Vi lavorarono pittori di gusto lombardo fra cui Bonifacio Bembo, che nel 1477 risulta aver alloggiato in case del Collegio o vicine al Collegio nella zona di Santa Maria in Pertica[15], con Zanetto Bugatto, Costantino da Vaprio e Giacomino Vismara, e forse vi lavorò lo stesso Vincenzo Foppa[16] che sopravvisse fino al 1515. Essi allora a Pavia e a Milano erano al servizio della corte. Fecero certamente i disegni preparatori, se non per intero i dipinti, che sono comunque degni di nota.
Il soffitto ha una volta a crociera. Sulle quattro vele, su sfondo rosso, sono dipinti degli oculi con i simboli degli evangelisti (l'aquila di San Giovanni in uno) e bei motivi naturalistici di frutti, fogliame e nodi sui costoloni e sulle vele. L'Angelo, simbolo di San Matteo, presenta qualche analogia, specie nell'abito, con la Vergine Annunciata del'affresco parietale della stessa cappella, facendo supporre la mano di Bonifacio Bembo.
Sulla parete Sud si trova l'Adorazione dei Magi, molto danneggiata nella parte inferiore e soprattutto nella rappresentazione della capanna, situata a destra in basso secondo l'iconografia consueta nel Quattrocento. Anche i colori dell'ampio paesaggio agreste e montuoso sono probabilmente più spenti che all'origine. In un paesaggio primaverile esce dalle mura di una città sullo sfondo di destra una lunga e movimentata cavalcata di nobili personaggi, rappresentata prospetticamente in ampie curve intorno al monte situato nel centro dell'affresco. A sinistra della capanna con i Magi in visita al Bambino[17] i due cavalieri in primo piano, ben evidenziati e distinguibili, hanno forse a che fare con la famiglia committente [18].
Nella parete Ovest, in un paesaggio agreste con le pecore, rimane una parte dell'Annuncio ai pastori, con bell'immagine di due personaggi in abito elegante in primo piano.

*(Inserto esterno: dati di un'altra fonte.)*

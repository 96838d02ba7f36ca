//! Schema reconciliation: extend two tables onto a shared column set
//!
//! The union column order is deterministic: the left table's columns in
//! their original order, then any columns unique to the right table in
//! their order of appearance. Cells for columns a table did not originally
//! have are null.

use crate::table::{Column, Row, Table};
use std::collections::HashSet;

/// Reconcile two tables onto the union of their columns.
///
/// Both returned tables carry the identical column set in union order;
/// row counts and surviving cell values are unchanged.
pub fn reconcile_schemas(left: &Table, right: &Table) -> (Table, Table) {
    // Union of column names, first-seen order across left then right
    let mut union_names: Vec<String> = Vec::new();
    let mut seen: HashSet<String> = HashSet::new();

    for table in [left, right] {
        for col in &table.columns {
            if seen.insert(col.name.clone()) {
                union_names.push(col.name.clone());
            }
        }
    }

    let columns: Vec<Column> = union_names
        .iter()
        .enumerate()
        .map(|(i, name)| Column::new(name.clone(), i))
        .collect();

    let aligned_left = align_to(left, &columns);
    let aligned_right = align_to(right, &columns);

    (aligned_left, aligned_right)
}

/// Remap a table's rows onto the given column order, nulling missing columns
fn align_to(table: &Table, columns: &[Column]) -> Table {
    // Union column index -> source column index, if the source has it
    let source_index: Vec<Option<usize>> = columns
        .iter()
        .map(|c| table.find_column(&c.name).map(|src| src.index))
        .collect();

    let rows: Vec<Row> = table
        .rows
        .iter()
        .map(|row| {
            let cells = source_index
                .iter()
                .map(|src| src.and_then(|i| row.cells.get(i).cloned().flatten()))
                .collect();
            Row::new(cells)
        })
        .collect();

    Table {
        columns: columns.to_vec(),
        rows,
    }
}
//! CSV output for merged tables

use crate::error::{Error, Result};
use crate::table::Table;
use std::fs::File;
use std::io::{BufWriter, Write};
use std::path::Path;

/// Write a table as CSV; null cells become empty fields
pub fn write_csv<W: Write>(table: &Table, writer: W) -> Result<()> {
    let mut csv_writer = csv::Writer::from_writer(writer);

    csv_writer
        .write_record(table.columns.iter().map(|c| c.name.as_str()))
        .map_err(csv_to_io)?;

    for row in &table.rows {
        csv_writer
            .write_record(row.cells.iter().map(|c| c.as_deref().unwrap_or("")))
            .map_err(csv_to_io)?;
    }

    csv_writer.flush()?;
    Ok(())
}

/// Write a table to a CSV file, overwriting any existing file
pub fn write_csv_file<P: AsRef<Path>>(table: &Table, path: P) -> Result<()> {
    let file = File::create(path.as_ref())?;
    write_csv(table, BufWriter::new(file))
}

// Writer-side csv errors are IO at heart; unwrap to the inner error
// rather than inventing a path for the in-memory case.
fn csv_to_io(e: csv::Error) -> Error {
    match e.into_kind() {
        csv::ErrorKind::Io(io) => Error::Io(io),
        other => Error::Io(std::io::Error::other(format!("CSV write error: {other:?}"))),
    }
}

#[cfg(test)]
mod tests {
    use super::*;
    use crate::parser::parse_csv_str;

    fn to_string(table: &Table) -> String {
        let mut buf = Vec::new();
        write_csv(table, &mut buf).unwrap();
        String::from_utf8(buf).unwrap()
    }

    #[test]
    fn test_write_round_trips_header_and_rows() {
        let table = parse_csv_str("id,name\n1,Al\n2,Bo\n", "t.csv").unwrap();
        assert_eq!(to_string(&table), "id,name\n1,Al\n2,Bo\n");
    }

    #[test]
    fn test_null_cells_become_empty_fields() {
        let table = parse_csv_str("a,b\n1,\n", "t.csv").unwrap();
        assert_eq!(to_string(&table), "a,b\n1,\n");
    }

    #[test]
    fn test_fields_with_commas_are_quoted() {
        let mut table = parse_csv_str("a\nx\n", "t.csv").unwrap();
        table.set_cell(0, 0, Some("one,two".to_string()));
        assert_eq!(to_string(&table), "a\n\"one,two\"\n");
    }
}
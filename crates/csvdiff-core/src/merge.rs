//! Merge applier: fold accept/reject decisions over a base table
//!
//! Decisions are processed strictly in the order the differences were
//! produced; a later accept on the same cell wins over an earlier one.

use crate::diff::Difference;
use crate::table::Table;

/// Operator verdict on a single difference
#[derive(Debug, Clone, Copy, PartialEq, Eq)]
pub enum Decision {
    /// Take the right table's value
    Accept,
    /// Keep the base table's value
    Reject,
    /// Stop processing; this and all later decisions are ignored
    Abort,
}

/// Apply a sequence of decisions onto a copy of the base table.
///
/// `Accept` writes the difference's new value at its cell address,
/// materializing null-filled rows when the address lies beyond the base
/// row count (a row that exists only in the right table). `Reject` keeps
/// the base value. `Abort` stops immediately, leaving every remaining
/// difference at base-table values. Decisions naming a column the base
/// does not have are skipped.
pub fn apply_decisions(base: &Table, decisions: &[(Difference, Decision)]) -> Table {
    let mut result = base.clone();

    for (diff, decision) in decisions {
        match decision {
            Decision::Abort => break,
            Decision::Reject => {}
            Decision::Accept => {
                if let Some(col) = result.find_column(&diff.column) {
                    let index = col.index;
                    result.set_cell(diff.row, index, diff.new_value.clone());
                }
            }
        }
    }

    result
}
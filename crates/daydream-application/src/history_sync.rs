//! Debounced persistence of the canonical log.
//!
//! [`HistorySync`] owns one background worker per user. Callers publish
//! snapshots of the whole log; the worker waits for the debounce window to
//! pass, takes the most recent snapshot and saves it. Saves run one at a
//! time on that single worker, so requests for a user never overlap and
//! intermediate snapshots are simply skipped.

use daydream_core::{HistoryStore, Message};
use std::sync::Arc;
use std::time::Duration;
use tokio::sync::{watch, Mutex, Notify};
use tokio::task::JoinHandle;

#[derive(Debug, Clone, Default)]
struct Snapshot {
    generation: u64,
    messages: Arc<Vec<Message>>,
}

/// Result of the most recent save attempt.
#[derive(Debug, Clone, Copy, PartialEq, Eq, Default)]
pub struct SyncStatus {
    /// Generation of the last snapshot the worker processed.
    pub generation: u64,
    /// Whether that save succeeded.
    pub ok: bool,
}

pub struct HistorySync {
    user_id: String,
    snapshots: watch::Sender<Snapshot>,
    status: watch::Receiver<SyncStatus>,
    flush_now: Arc<Notify>,
    worker: Mutex<Option<JoinHandle<()>>>,
}

impl HistorySync {
    /// Starts the worker for `user_id`. Must be called within a tokio runtime.
    pub fn spawn(store: Arc<dyn HistoryStore>, user_id: impl Into<String>, debounce: Duration) -> Self {
        let user_id = user_id.into();
        let (snapshots, snapshot_rx) = watch::channel(Snapshot::default());
        let (status_tx, status) = watch::channel(SyncStatus {
            generation: 0,
            ok: true,
        });
        let flush_now = Arc::new(Notify::new());

        let worker = tokio::spawn(run_worker(
            store,
            user_id.clone(),
            debounce,
            snapshot_rx,
            status_tx,
            flush_now.clone(),
        ));

        Self {
            user_id,
            snapshots,
            status,
            flush_now,
            worker: Mutex::new(Some(worker)),
        }
    }

    pub fn user_id(&self) -> &str {
        &self.user_id
    }

    /// Schedules `messages` to be saved. Empty logs are not published.
    ///
    /// Returns the snapshot generation, or `None` when nothing was scheduled.
    pub fn publish(&self, messages: &[Message]) -> Option<u64> {
        if messages.is_empty() {
            return None;
        }
        Some(self.schedule(messages.to_vec()))
    }

    /// Persists an empty history and waits for the save to finish.
    pub async fn clear(&self) -> SyncStatus {
        self.schedule(Vec::new());
        self.flush().await
    }

    /// Waits until the most recently published snapshot has been processed.
    pub async fn flush(&self) -> SyncStatus {
        let target = self.snapshots.borrow().generation;
        let mut status = self.status.clone();

        if status.borrow().generation >= target {
            return *status.borrow();
        }

        self.flush_now.notify_one();
        match status.wait_for(|s| s.generation >= target).await {
            Ok(current) => *current,
            Err(_) => {
                tracing::warn!("[HistorySync] Worker for {} is gone", self.user_id);
                SyncStatus {
                    generation: target,
                    ok: false,
                }
            }
        }
    }

    /// Last save attempt seen by the worker.
    pub fn status(&self) -> SyncStatus {
        *self.status.borrow()
    }

    /// Flushes pending work, then stops the worker.
    pub async fn shutdown(&self) -> SyncStatus {
        let status = self.flush().await;
        if let Some(worker) = self.worker.lock().await.take() {
            worker.abort();
            let _ = worker.await;
        }
        status
    }

    fn schedule(&self, messages: Vec<Message>) -> u64 {
        let messages = Arc::new(messages);
        let mut generation = 0;
        self.snapshots.send_modify(|snapshot| {
            snapshot.generation += 1;
            snapshot.messages = messages;
            generation = snapshot.generation;
        });
        generation
    }
}

async fn run_worker(
    store: Arc<dyn HistoryStore>,
    user_id: String,
    debounce: Duration,
    mut snapshots: watch::Receiver<Snapshot>,
    status: watch::Sender<SyncStatus>,
    flush_now: Arc<Notify>,
) {
    tracing::debug!(
        "[HistorySync] Worker started for {} ({} backend)",
        user_id,
        store.name()
    );

    while snapshots.changed().await.is_ok() {
        tokio::select! {
            _ = tokio::time::sleep(debounce) => {}
            _ = flush_now.notified() => {}
        }

        let snapshot = snapshots.borrow_and_update().clone();
        let ok = match store.save(&user_id, &snapshot.messages).await {
            Ok(()) => {
                tracing::debug!(
                    "[HistorySync] Saved generation {} ({} messages)",
                    snapshot.generation,
                    snapshot.messages.len()
                );
                true
            }
            Err(e) => {
                tracing::warn!("[HistorySync] Failed to save history for {}: {}", user_id, e);
                false
            }
        };

        status.send_replace(SyncStatus {
            generation: snapshot.generation,
            ok,
        });
    }

    tracing::debug!("[HistorySync] Worker for {} stopped", user_id);
}
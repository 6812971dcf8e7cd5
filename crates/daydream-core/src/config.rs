//! Client configuration.
//!
//! Loaded from `~/.config/daydream/config.toml` by the infrastructure layer;
//! every field has a default so an empty or missing file is valid.

use serde::{Deserialize, Serialize};
use std::fmt;
use std::str::FromStr;
use std::time::Duration;

pub const DEFAULT_API_URL: &str = "https://daydreamforge.onrender.com";
pub const DEFAULT_STREAM_PATH: &str = "/chat/stream";

/// Where conversation history is persisted.
#[derive(Debug, Clone, Copy, PartialEq, Eq, Default, Serialize, Deserialize)]
#[serde(rename_all = "lowercase")]
pub enum HistoryBackend {
    /// `GET/POST <api_url>/memory`
    #[default]
    Remote,
    /// Local JSON file per user.
    File,
    /// History is not persisted.
    None,
}

impl FromStr for HistoryBackend {
    type Err = String;

    fn from_str(s: &str) -> Result<Self, Self::Err> {
        match s.trim().to_ascii_lowercase().as_str() {
            "remote" => Ok(Self::Remote),
            "file" => Ok(Self::File),
            "none" | "off" => Ok(Self::None),
            other => Err(format!(
                "Unknown history backend '{}' (expected remote, file or none)",
                other
            )),
        }
    }
}

impl fmt::Display for HistoryBackend {
    fn fmt(&self, f: &mut fmt::Formatter<'_>) -> fmt::Result {
        let name = match self {
            Self::Remote => "remote",
            Self::File => "file",
            Self::None => "none",
        };
        f.write_str(name)
    }
}

#[derive(Debug, Clone, PartialEq, Eq, Serialize, Deserialize)]
#[serde(default)]
pub struct ClientConfig {
    /// Backend origin, e.g. `https://daydreamforge.onrender.com`.
    pub api_url: String,
    /// Path of the streaming chat endpoint, relative to `api_url`.
    pub stream_path: String,
    /// Maximum silence between two body reads before a stream is abandoned.
    pub stream_idle_timeout_ms: u64,
    /// Timeout for non-streaming requests (chat fallback, images, history).
    pub request_timeout_ms: u64,
    /// Connection establishment timeout for every request.
    pub connect_timeout_ms: u64,
    /// Delay used to coalesce history saves.
    pub sync_debounce_ms: u64,
    /// Use the streaming endpoint; `false` falls back to `/chat`.
    pub streaming: bool,
    pub history_backend: HistoryBackend,
}

impl Default for ClientConfig {
    fn default() -> Self {
        Self {
            api_url: DEFAULT_API_URL.to_string(),
            stream_path: DEFAULT_STREAM_PATH.to_string(),
            stream_idle_timeout_ms: 300_000,
            request_timeout_ms: 60_000,
            connect_timeout_ms: 10_000,
            sync_debounce_ms: 500,
            streaming: true,
            history_backend: HistoryBackend::Remote,
        }
    }
}

impl ClientConfig {
    /// Creates a default configuration pointing at `api_url`.
    pub fn with_api_url(api_url: impl Into<String>) -> Self {
        Self {
            api_url: api_url.into(),
            ..Self::default()
        }
    }

    /// Backend origin without trailing slash.
    pub fn origin(&self) -> &str {
        self.api_url.trim_end_matches('/')
    }

    pub fn stream_url(&self) -> String {
        self.join(&self.stream_path)
    }

    pub fn chat_url(&self) -> String {
        self.join("/chat")
    }

    pub fn memory_url(&self) -> String {
        self.join("/memory")
    }

    pub fn generate_image_url(&self) -> String {
        self.join("/generate-image")
    }

    pub fn stream_idle_timeout(&self) -> Duration {
        Duration::from_millis(self.stream_idle_timeout_ms)
    }

    pub fn request_timeout(&self) -> Duration {
        Duration::from_millis(self.request_timeout_ms)
    }

    pub fn connect_timeout(&self) -> Duration {
        Duration::from_millis(self.connect_timeout_ms)
    }

    pub fn sync_debounce(&self) -> Duration {
        Duration::from_millis(self.sync_debounce_ms)
    }

    fn join(&self, path: &str) -> String {
        format!("{}/{}", self.origin(), path.trim_start_matches('/'))
    }
}
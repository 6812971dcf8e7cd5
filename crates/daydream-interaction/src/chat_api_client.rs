//! Non-streaming chat client (`POST /chat`).

use crate::http::{build_client, error_from_response, map_reqwest_error};
use daydream_core::{ChatRequest, ClientConfig, DaydreamError, Result, Role};
use reqwest::Client;
use serde::{Deserialize, Serialize};
use std::time::Duration;

#[derive(Debug, Serialize)]
struct ChatApiRequest<'a> {
    #[serde(flatten)]
    request: &'a ChatRequest,
    /// Latest user text, for backends that read a single message.
    message: &'a str,
}

#[derive(Debug, Deserialize)]
struct ChatApiResponse {
    response: Option<String>,
    error: Option<String>,
}

/// Sends a whole turn and waits for the complete reply.
#[derive(Debug, Clone)]
pub struct ChatApiClient {
    client: Client,
    url: String,
    timeout: Duration,
}

impl ChatApiClient {
    pub fn new(config: &ClientConfig) -> Result<Self> {
        Ok(Self::with_client(
            build_client(config)?,
            config.chat_url(),
            config.request_timeout(),
        ))
    }

    pub fn with_client(client: Client, url: impl Into<String>, timeout: Duration) -> Self {
        Self {
            client,
            url: url.into(),
            timeout,
        }
    }

    /// Returns the assistant reply for `request`.
    ///
    /// # Errors
    ///
    /// - `Transport` / `Http` when the request fails or the status is not 2xx
    /// - `Backend` when the body carries an `error`
    /// - `Protocol` when the body has no `response`
    pub async fn send(&self, request: &ChatRequest) -> Result<String> {
        let message = request
            .messages
            .iter()
            .rev()
            .find(|m| m.role == Role::User)
            .map(|m| m.content.as_str())
            .unwrap_or_default();

        let response = self
            .client
            .post(&self.url)
            .json(&ChatApiRequest { request, message })
            .timeout(self.timeout)
            .send()
            .await
            .map_err(map_reqwest_error)?;

        if !response.status().is_success() {
            return Err(error_from_response(response).await);
        }

        let body: ChatApiResponse = response.json().await.map_err(map_reqwest_error)?;
        if let Some(error) = body.error {
            return Err(DaydreamError::backend(error));
        }

        let reply = body
            .response
            .ok_or_else(|| DaydreamError::protocol("chat response has no 'response' field"))?;

        tracing::debug!("[ChatApiClient] Received {} chars", reply.len());
        Ok(reply)
    }
}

Tutti gli affreschi, purtroppo in parte danneggiati, hanno motivi naturalistici cari sia al gotico internazionale sia al naturalismo lombardo ed al Foppa. Essi, ad esempio nel paesaggio con la ben conservata Resurrezione ed il soldato sdraiato, nella lunetta sulla parete Nord, sono strutturati in modo più moderno secondo il rinnovamento artistico quattrocentesco allora perseguito da Bonifacio Bembo, che aveva precedentemente affrescato una Resurrezione nella volta della cappella ducale di Milano. Il Cristo, al centro, trionfante [19] domina la scena, poggiando sulla grotta e sul sarcofago, costruiti con una difficile prospettiva diagonale, dato che viene qui combinata la tradizione evangelica antecedente, della grotta con la pietra fatta rotolare via, con quella umanistico-rinascimentale del sarcofago. Cristo regge un lunghissimo stendardo con la Croce rossa più volte ripetuta, indicando la sua vittoria sulla morte. Ai lati un ampio e movimentato paesaggio, che rappresenta il mondo e la vita rinnovata dal Cristo. Ciascuna delle due parti raffigura un castello o le mura di una città, in una campagna alberata, con delle barche (fiume o lago?). Dominano la scena i colori rosso e verde, in particolare il rosso del cielo. Su di esso si staglia simbolicamente la figura di Cristo, con la muscolatura realisticamente delineata, ma fuori del tempo e senza spazialità prospettica. Ci si chiede se questa sia l'iconografia consueta all'epoca o se ci siano relazioni più dirette, specie nella posizione del Cristo, con la celeberrima e quasi coeva tavola della Resurrezione di Piero della Francesca[20].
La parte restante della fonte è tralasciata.